──────── Records for the exercise ────────

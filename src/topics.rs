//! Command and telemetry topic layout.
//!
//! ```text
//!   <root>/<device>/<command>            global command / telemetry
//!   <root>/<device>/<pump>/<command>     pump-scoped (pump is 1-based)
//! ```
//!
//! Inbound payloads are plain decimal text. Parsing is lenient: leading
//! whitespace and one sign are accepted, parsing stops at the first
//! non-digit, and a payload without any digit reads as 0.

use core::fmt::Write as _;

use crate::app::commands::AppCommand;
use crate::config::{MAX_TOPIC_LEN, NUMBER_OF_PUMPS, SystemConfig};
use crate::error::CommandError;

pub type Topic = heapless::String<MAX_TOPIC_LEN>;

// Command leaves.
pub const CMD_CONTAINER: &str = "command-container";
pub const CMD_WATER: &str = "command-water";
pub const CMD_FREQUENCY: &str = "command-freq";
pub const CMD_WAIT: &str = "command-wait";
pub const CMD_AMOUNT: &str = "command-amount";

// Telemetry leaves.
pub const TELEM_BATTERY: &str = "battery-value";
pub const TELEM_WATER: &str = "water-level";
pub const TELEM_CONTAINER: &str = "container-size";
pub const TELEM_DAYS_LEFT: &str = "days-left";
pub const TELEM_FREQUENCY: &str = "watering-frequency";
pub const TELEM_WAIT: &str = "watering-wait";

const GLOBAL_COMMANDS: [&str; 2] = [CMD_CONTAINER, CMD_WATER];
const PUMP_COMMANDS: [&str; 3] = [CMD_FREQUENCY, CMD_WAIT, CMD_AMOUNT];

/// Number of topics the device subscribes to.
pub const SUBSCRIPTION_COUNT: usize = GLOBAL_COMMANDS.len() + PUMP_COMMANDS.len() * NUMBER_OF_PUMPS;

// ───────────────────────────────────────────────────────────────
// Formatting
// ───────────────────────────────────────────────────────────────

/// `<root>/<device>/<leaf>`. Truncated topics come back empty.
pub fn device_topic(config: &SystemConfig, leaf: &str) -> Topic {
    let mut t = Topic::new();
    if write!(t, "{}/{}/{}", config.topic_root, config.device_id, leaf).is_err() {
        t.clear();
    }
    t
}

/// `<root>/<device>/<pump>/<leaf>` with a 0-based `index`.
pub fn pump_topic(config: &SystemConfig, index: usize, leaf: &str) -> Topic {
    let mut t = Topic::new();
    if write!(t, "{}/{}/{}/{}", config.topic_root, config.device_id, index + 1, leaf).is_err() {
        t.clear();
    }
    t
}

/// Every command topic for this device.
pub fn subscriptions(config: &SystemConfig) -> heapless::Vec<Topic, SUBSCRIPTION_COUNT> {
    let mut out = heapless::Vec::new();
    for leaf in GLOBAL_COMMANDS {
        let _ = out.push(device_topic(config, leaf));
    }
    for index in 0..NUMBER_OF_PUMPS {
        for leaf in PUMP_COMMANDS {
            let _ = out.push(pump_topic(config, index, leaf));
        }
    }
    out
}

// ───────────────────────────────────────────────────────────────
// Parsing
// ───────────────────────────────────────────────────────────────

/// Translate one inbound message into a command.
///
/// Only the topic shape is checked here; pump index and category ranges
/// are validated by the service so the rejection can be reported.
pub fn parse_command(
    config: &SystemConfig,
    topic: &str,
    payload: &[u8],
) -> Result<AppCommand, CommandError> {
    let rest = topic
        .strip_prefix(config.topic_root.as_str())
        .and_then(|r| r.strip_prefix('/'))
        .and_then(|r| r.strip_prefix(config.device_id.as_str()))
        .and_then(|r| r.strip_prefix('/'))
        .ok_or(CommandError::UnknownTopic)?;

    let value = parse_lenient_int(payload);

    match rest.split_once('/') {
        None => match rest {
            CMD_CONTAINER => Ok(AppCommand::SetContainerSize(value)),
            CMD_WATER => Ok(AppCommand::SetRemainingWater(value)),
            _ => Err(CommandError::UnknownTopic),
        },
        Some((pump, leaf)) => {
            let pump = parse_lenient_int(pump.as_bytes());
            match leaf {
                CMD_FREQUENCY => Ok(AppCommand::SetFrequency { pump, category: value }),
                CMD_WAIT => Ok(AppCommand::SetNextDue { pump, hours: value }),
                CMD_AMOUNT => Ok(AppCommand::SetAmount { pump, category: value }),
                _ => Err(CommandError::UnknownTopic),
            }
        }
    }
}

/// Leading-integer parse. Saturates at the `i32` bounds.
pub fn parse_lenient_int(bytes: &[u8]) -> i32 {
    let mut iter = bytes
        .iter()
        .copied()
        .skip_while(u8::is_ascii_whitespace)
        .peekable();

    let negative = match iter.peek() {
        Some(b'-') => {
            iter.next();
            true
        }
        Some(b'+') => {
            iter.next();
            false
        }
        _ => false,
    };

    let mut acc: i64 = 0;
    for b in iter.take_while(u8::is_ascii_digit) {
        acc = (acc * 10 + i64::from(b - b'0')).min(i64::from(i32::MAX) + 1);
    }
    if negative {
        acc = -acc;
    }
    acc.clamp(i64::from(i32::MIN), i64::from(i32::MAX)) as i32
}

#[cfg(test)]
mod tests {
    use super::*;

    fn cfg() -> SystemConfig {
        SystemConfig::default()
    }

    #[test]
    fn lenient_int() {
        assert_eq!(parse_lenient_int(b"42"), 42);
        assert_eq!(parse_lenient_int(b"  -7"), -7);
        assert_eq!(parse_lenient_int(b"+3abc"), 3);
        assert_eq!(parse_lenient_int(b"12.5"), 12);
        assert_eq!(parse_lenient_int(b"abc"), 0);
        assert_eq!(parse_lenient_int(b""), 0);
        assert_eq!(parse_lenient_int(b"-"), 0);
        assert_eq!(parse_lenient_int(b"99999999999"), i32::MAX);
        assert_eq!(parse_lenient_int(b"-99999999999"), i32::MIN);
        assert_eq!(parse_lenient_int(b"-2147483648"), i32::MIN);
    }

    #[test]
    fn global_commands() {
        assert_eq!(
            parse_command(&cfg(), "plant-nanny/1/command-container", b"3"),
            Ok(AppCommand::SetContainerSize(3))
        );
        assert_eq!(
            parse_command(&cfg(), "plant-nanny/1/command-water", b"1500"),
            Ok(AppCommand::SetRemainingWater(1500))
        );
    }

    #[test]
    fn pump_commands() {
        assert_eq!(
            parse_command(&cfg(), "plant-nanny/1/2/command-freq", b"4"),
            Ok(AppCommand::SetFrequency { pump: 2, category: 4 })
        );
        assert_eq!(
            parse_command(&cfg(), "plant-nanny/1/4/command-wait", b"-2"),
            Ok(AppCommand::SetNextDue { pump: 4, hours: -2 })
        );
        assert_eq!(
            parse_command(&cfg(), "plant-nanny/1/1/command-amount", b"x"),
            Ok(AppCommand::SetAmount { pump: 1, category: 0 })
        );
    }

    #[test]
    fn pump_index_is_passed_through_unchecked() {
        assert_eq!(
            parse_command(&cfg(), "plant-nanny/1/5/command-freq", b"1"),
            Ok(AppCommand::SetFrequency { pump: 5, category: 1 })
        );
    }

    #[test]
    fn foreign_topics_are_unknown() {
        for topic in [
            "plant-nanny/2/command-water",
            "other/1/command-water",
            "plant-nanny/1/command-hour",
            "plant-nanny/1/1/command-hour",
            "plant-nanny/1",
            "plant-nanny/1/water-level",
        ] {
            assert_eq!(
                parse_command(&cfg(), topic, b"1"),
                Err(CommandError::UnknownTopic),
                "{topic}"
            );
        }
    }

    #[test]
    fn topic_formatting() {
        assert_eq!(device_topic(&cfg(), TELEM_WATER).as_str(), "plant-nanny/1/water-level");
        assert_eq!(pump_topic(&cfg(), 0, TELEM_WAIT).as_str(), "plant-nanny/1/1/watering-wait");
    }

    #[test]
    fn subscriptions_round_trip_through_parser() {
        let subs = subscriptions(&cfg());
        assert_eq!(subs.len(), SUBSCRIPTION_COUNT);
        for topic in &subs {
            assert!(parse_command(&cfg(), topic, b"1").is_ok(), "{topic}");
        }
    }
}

────────

* _Your task_
Could you filter the entries above for lines holding the string "SystemConfig" and copy them?

* _Answer space_
use crate::config::{MAX_TOPIC_LEN, NUMBER_OF_PUMPS, SystemConfig};
pub fn device_topic(config: &SystemConfig, leaf: &str) -> Topic {
pub fn pump_topic(config: &SystemConfig, index: usize, leaf: &str) -> Topic {
pub fn subscriptions(config: &SystemConfig) -> heapless::Vec<Topic, SUBSCRIPTION_COUNT> {
    config: &SystemConfig,
    fn cfg() -> SystemConfig {
        SystemConfig::default()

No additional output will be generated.